Fair enough

I remember that year very well;
That’s when he first came into my life.
So ideal that I wanted to yell,
He became my predominant strife.

I’d be scared to sit next to him,
I’d be silent not to sound stupid…
His occasional touch was my dream –

Boy, did not I get shot by a cupid!

Every time he was looking my way
I would make an effort to look back.
I’d be wondering if he would stay,
Then he’d go and I’d feel like a wreck.

And I knew that he knew what I felt,
That he thought I was not good enough,
That he hated girls wearing a belt,
That my features he found a bit rough.

All friends said he loved being with me,
But I was no dream-girlfriend of his:
Two times bigger my breasts should have been,
Better make-up and less hair frizz…

I was telling myself day and night
That I didn’t deserve such a prat,
That my sizes were in their own right
To be just what they were. Slim or fat.

That I needed no lover who would,
Being with me, think I was an average.
How I wanted to hit him! And I wish I could,
But such fighting would merit no coverage.

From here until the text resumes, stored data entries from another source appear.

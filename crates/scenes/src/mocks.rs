//! Mock use-case implementations for coordinator tests.
//!
//! Responses are stubbed per page (or per query/page pair) and calls are
//! recorded for verification. A gated mock holds every response until
//! `release` is called, which lets tests line up overlapping requests
//! deterministically.

use std::collections::HashMap;
use std::sync::{Arc, Mutex};

use async_trait::async_trait;
use movies::{ApiError, MovieDetail, MoviePage, MovieSummary, MovieUseCases, SearchUseCases};
use tokio::sync::Semaphore;

/// Mock implementation of `MovieUseCases`.
#[derive(Clone, Default)]
pub struct MockMovieUseCases {
    top_rated_calls: Arc<Mutex<Vec<i64>>>,
    detail_calls: Arc<Mutex<Vec<i64>>>,
    top_rated_responses: Arc<Mutex<HashMap<i64, Result<MoviePage, ApiError>>>>,
    detail_responses: Arc<Mutex<HashMap<i64, Result<MovieDetail, ApiError>>>>,
    gate: Option<Arc<Semaphore>>,
}

impl MockMovieUseCases {
    pub fn new() -> Self {
        Self::default()
    }

    /// A mock that parks every call until [`release`](Self::release).
    pub fn gated() -> Self {
        Self {
            gate: Some(Arc::new(Semaphore::new(0))),
            ..Self::default()
        }
    }

    /// Let one parked call through.
    pub fn release(&self) {
        if let Some(gate) = &self.gate {
            gate.add_permits(1);
        }
    }

    /// Stub the response for `top_rated(page)`.
    pub fn stub_top_rated(&self, page: i64, response: Result<MoviePage, ApiError>) {
        self.top_rated_responses
            .lock()
            .unwrap()
            .insert(page, response);
    }

    /// Stub the response for `detail(id)`.
    pub fn stub_detail(&self, id: i64, response: Result<MovieDetail, ApiError>) {
        self.detail_responses.lock().unwrap().insert(id, response);
    }

    /// Pages `top_rated` was called with, in order.
    pub fn top_rated_calls(&self) -> Vec<i64> {
        self.top_rated_calls.lock().unwrap().clone()
    }

    /// Ids `detail` was called with, in order.
    pub fn detail_calls(&self) -> Vec<i64> {
        self.detail_calls.lock().unwrap().clone()
    }

    async fn wait_for_gate(&self) {
        if let Some(gate) = &self.gate {
            gate.acquire().await.expect("gate closed").forget();
        }
    }
}

#[async_trait]
impl MovieUseCases for MockMovieUseCases {
    async fn top_rated(&self, page: i64) -> Result<MoviePage, ApiError> {
        self.top_rated_calls.lock().unwrap().push(page);
        self.wait_for_gate().await;
        self.top_rated_responses
            .lock()
            .unwrap()
            .get(&page)
            .cloned()
            .unwrap_or_else(|| Err(ApiError::Unknown(format!("no stub for page {}", page))))
    }

    async fn detail(&self, id: i64) -> Result<MovieDetail, ApiError> {
        self.detail_calls.lock().unwrap().push(id);
        self.wait_for_gate().await;
        self.detail_responses
            .lock()
            .unwrap()
            .get(&id)
            .cloned()
            .unwrap_or_else(|| Err(ApiError::Unknown(format!("no stub for movie {}", id))))
    }
}

/// Mock implementation of `SearchUseCases`.
#[derive(Clone, Default)]
pub struct MockSearchUseCases {
    search_calls: Arc<Mutex<Vec<(String, i64)>>>,
    responses: Arc<Mutex<HashMap<(String, i64), Result<MoviePage, ApiError>>>>,
    gate: Option<Arc<Semaphore>>,
}

impl MockSearchUseCases {
    pub fn new() -> Self {
        Self::default()
    }

    /// A mock that parks every call until [`release`](Self::release).
    pub fn gated() -> Self {
        Self {
            gate: Some(Arc::new(Semaphore::new(0))),
            ..Self::default()
        }
    }

    /// Let one parked call through.
    pub fn release(&self) {
        if let Some(gate) = &self.gate {
            gate.add_permits(1);
        }
    }

    /// Stub the response for `search(query, page)`.
    pub fn stub(&self, query: &str, page: i64, response: Result<MoviePage, ApiError>) {
        self.responses
            .lock()
            .unwrap()
            .insert((query.to_string(), page), response);
    }

    /// (query, page) pairs `search` was called with, in order.
    pub fn search_calls(&self) -> Vec<(String, i64)> {
        self.search_calls.lock().unwrap().clone()
    }

    async fn wait_for_gate(&self) {
        if let Some(gate) = &self.gate {
            gate.acquire().await.expect("gate closed").forget();
        }
    }
}

#[async_trait]
impl SearchUseCases for MockSearchUseCases {
    async fn search(&self, query: &str, page: i64) -> Result<MoviePage, ApiError> {
        self.search_calls
            .lock()
            .unwrap()
            .push((query.to_string(), page));
        self.wait_for_gate().await;
        self.responses
            .lock()
            .unwrap()
            .get(&(query.to_string(), page))
            .cloned()
            .unwrap_or_else(|| {
                Err(ApiError::Unknown(format!(
                    "no stub for query '{}' page {}",
                    query, page
                )))
            })
    }
}

/// Build a [`MovieSummary`] fixture with the given identity.
pub fn sample_movie(id: i64, title: &str) -> MovieSummary {
    MovieSummary {
        id,
        title: title.to_string(),
        original_title: title.to_string(),
        overview: String::new(),
        poster_path: None,
        backdrop_path: None,
        release_date: None,
        vote_average: 0.0,
        vote_count: 0,
        popularity: 0.0,
        genre_ids: vec![],
        original_language: "en".to_string(),
        adult: false,
        video: false,
    }
}

/// Build a [`MoviePage`] fixture.
pub fn sample_page(movies: Vec<MovieSummary>, total_pages: i64) -> MoviePage {
    MoviePage {
        movies,
        total_pages,
    }
}

/// Build a [`MovieDetail`] fixture.
pub fn sample_detail(id: i64, imdb_id: Option<&str>) -> MovieDetail {
    MovieDetail {
        id,
        title: format!("Movie {}", id),
        original_title: format!("Movie {}", id),
        overview: String::new(),
        poster_path: None,
        backdrop_path: None,
        release_date: None,
        vote_average: 0.0,
        vote_count: 0,
        popularity: 0.0,
        genres: vec![],
        original_language: "en".to_string(),
        adult: false,
        video: false,
        runtime: None,
        status: None,
        tagline: None,
        budget: None,
        revenue: None,
        imdb_id: imdb_id.map(|s| s.to_string()),
        homepage: None,
    }
}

All this torture went on for a year.
There was still not a word said between us
On this matter. I just wouldn’t dare,
And he’d act like he did have no penis.

I got over him. What do you think?
It could not keep on going forever.
When beside him, my heart would not sink;
I would talk, laugh and find myself clever.


Such a shame, but my breasts grew in size…
And my make-up now looks so much better…

Once I read “I want you…” in his eyes…

FAIR ENOUGH. It’s his turn to regret it.